Bereits jetzt ist die Gruppe derjenigen, die als Religionszugehörigkeit „konfessionslos“ angeben, mit mehr als 36 Prozent die größte in unserer Gesellschaft. Katholiken stellen mit einem Anteil von circa 28 Prozent und Protestanten mit 26 Prozent gemeinsam momentan noch die Mehrheit. Muslime machen etwas mehr als fünf Prozent aus.
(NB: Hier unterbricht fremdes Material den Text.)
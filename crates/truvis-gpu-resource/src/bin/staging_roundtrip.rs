//! 在真实的 Vulkan 设备上验证 staging 上传与回读
//!
//! 用法：`staging-roundtrip [config.toml]`，不指定配置时使用较小的 staging buffer，
//! 强制上传被拆分成多次提交。

use anyhow::Context;
use ash::vk;
use truvis_gpu_resource::backend::vulkan::GfxVulkanBackend;
use truvis_gpu_resource::config::{GfxConfig, GfxStagingFallback};
use truvis_gpu_resource::resource_manager::GfxResourceManager;
use truvis_gpu_resource::resources::resource_data::{GfxBufferDesc, GfxTextureDesc, GfxTextureRange};

fn load_config() -> anyhow::Result<GfxConfig> {
    match std::env::args().nth(1) {
        Some(path) => {
            let text = std::fs::read_to_string(&path).with_context(|| format!("failed to read {path}"))?;
            Ok(GfxConfig::from_toml_str(&text)?)
        }
        None => Ok(GfxConfig {
            max_staging_buffer_size: 1024,
            min_staging_buffer_size: 256,
            submit_ring_capacity: 8,
            staging_fallback: GfxStagingFallback::Grow,
            ..Default::default()
        }),
    }
}

fn run(manager: &mut GfxResourceManager<GfxVulkanBackend>) -> anyhow::Result<()> {
    // buffer：数据远大于 staging 上限
    let pattern = (0..10_000u32).map(|i| (i * 7 % 251) as u8).collect::<Vec<_>>();
    let desc = GfxBufferDesc::new(pattern.len() as u64, vk::BufferUsageFlags::STORAGE_BUFFER);
    let buffer = manager.create_buffer_with_data(&desc, &pattern, "roundtrip")?;

    let mut readback = vec![0u8; pattern.len()];
    manager.download_buffer(buffer, 0, &mut readback)?;
    anyhow::ensure!(readback == pattern, "buffer readback does not match the uploaded data");
    log::info!("buffer roundtrip ok: {} bytes", pattern.len());

    // 部分更新
    manager.upload_buffer(buffer, 100, &[0xAB; 300])?;
    let mut window = [0u8; 302];
    manager.download_buffer(buffer, 99, &mut window)?;
    anyhow::ensure!(window[0] == pattern[99] && window[301] == pattern[400], "partial update touched neighbours");
    anyhow::ensure!(window[1..301].iter().all(|b| *b == 0xAB), "partial update was lost");

    // texture：两级 mip
    let texture_desc = GfxTextureDesc::new_2d(vk::Format::R8G8B8A8_UNORM, 8, 8).mip_levels(2);
    let texels = vec![0x7Fu8; (8 * 8 + 4 * 4) * 4];
    let texture = manager.create_texture_with_data(&texture_desc, &texels, "roundtrip texture")?;
    let range = manager.get_texture(texture).map(GfxTextureRange::full).context("texture vanished")?;
    manager.upload_texture(texture, &range, &texels)?;
    let token = manager.generate_mipmap(texture)?;
    manager.wait(token)?;

    manager.destroy_buffer(buffer);
    manager.destroy_texture(texture);
    manager.wait_all()?;
    manager.wait_deferred_tasks()?;

    let stats = manager.stats();
    log::info!("final stats: {:?}", stats);
    anyhow::ensure!(stats.pending_deferred == 0, "deferred tasks left after wait");
    Ok(())
}

fn main() -> anyhow::Result<()> {
    truvis_crate_tools::init_log::init_log();

    let config = load_config()?;
    let backend = GfxVulkanBackend::new_headless("staging-roundtrip")?;
    let mut manager = GfxResourceManager::new(backend, config)?;

    let result = run(&mut manager);
    manager.destroy();
    result
}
Selbst viele Gläubigen stehen den kirchlichen Institutionen misstrauisch gegenüber
„Ich rechne in zwölf bis 15 Jahren damit, dass Konfessionslose die 50 Prozent-Marke überschreiten“, sagt David Farago. Der 36-jährige Schreinermeister hat 2011 die Augsburger Regionalgruppe der religionskritischen Giordano-Bruno-Stiftung gegründet, die deutschlandweit mit 40 solcher Regionalgruppen vertreten ist. Die säkulare Stiftung geht von der Notwendigkeit und Möglichkeit der Verbesserung der menschlichen Lebensverhältnisse aus – allerdings ohne Religion, ohne Kirchen. Der Grundgedanke: Die komplexen Herausforderungen des 21. Jahrhunderts sind mit religiös geprägten Vorstellungen der Vergangenheit nicht mehr zu meistern.
Wie also wird unsere Gesellschaft aussehen, wenn der Großteil nicht mehr Kirchenmitglied ist, sondern konfessionslos lebt? Wenn er nicht mehr an Gott, sondern nur noch an den Menschen glaubt? Was wird sich, was müsste sich ändern? Sind wir darauf vorbereitet?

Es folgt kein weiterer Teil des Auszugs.